*** DATA EXTRACTS ***
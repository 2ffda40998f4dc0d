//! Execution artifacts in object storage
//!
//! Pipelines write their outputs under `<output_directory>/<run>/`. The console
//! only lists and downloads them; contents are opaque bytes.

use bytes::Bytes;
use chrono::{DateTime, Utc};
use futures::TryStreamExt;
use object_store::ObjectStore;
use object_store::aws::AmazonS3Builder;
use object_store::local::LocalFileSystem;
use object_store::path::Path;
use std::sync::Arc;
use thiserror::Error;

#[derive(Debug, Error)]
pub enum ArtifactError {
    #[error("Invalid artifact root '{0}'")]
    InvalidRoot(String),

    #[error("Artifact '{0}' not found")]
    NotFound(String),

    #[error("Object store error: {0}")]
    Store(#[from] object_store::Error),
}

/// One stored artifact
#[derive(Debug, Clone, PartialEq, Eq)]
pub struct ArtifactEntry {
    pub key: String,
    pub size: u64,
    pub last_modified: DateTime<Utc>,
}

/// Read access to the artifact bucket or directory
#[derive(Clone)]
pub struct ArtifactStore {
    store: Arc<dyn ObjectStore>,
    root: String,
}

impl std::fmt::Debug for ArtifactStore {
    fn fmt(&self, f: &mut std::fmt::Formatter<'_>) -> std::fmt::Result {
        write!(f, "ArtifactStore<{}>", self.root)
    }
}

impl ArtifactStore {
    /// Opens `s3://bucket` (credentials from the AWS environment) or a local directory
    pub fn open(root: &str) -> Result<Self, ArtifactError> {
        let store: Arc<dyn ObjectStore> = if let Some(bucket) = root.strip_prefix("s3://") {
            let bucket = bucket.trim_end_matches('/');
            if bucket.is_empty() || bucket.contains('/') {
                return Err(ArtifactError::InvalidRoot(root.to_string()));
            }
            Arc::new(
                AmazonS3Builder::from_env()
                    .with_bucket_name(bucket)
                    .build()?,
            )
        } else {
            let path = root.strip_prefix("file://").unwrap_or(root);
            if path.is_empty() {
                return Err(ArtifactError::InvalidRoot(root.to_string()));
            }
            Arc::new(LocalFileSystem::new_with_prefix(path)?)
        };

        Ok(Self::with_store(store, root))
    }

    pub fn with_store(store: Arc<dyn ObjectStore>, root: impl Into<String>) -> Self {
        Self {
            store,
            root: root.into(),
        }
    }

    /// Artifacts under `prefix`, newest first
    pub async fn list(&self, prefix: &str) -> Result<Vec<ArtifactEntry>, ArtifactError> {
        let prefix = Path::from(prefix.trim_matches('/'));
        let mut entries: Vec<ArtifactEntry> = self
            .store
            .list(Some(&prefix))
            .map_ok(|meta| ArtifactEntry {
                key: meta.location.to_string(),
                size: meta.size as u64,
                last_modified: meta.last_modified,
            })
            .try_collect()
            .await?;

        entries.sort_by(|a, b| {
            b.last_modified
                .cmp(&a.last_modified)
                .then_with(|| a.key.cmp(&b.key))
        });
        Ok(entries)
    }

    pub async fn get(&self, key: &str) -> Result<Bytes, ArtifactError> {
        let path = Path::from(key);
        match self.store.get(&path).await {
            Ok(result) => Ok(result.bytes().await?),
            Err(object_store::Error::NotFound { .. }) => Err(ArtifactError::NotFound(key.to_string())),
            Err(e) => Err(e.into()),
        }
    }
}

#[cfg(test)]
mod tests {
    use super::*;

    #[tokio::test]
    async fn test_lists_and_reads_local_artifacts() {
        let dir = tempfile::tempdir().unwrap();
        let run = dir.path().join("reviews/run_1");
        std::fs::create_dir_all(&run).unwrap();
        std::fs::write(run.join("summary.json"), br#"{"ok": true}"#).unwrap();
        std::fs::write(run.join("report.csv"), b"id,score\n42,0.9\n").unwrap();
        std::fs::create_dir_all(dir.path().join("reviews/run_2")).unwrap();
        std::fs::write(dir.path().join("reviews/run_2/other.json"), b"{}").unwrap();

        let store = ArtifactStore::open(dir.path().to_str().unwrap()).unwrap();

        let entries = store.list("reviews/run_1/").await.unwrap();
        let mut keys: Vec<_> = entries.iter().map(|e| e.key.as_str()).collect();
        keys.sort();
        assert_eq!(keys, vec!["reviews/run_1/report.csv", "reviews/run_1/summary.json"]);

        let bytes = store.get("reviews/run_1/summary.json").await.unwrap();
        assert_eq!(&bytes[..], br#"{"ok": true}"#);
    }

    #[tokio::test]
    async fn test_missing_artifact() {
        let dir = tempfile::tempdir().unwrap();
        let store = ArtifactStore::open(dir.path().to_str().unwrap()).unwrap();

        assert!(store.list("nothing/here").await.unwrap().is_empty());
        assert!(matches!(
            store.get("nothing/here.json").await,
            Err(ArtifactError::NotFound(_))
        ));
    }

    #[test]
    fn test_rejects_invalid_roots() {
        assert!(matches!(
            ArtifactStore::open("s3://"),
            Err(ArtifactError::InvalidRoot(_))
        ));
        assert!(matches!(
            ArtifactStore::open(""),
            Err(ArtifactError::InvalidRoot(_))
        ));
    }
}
*** End of DATA EXTRACTS ***
*** DATA EXTRACTS ***
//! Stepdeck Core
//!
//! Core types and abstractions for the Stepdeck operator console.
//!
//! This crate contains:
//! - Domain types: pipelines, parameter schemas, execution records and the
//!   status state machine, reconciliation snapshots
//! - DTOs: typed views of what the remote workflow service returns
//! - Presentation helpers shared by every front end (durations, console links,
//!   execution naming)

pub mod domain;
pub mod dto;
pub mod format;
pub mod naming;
*** End of DATA EXTRACTS ***
Across the listing above, how many lines include the string "reviews"? Answer with a single number.

6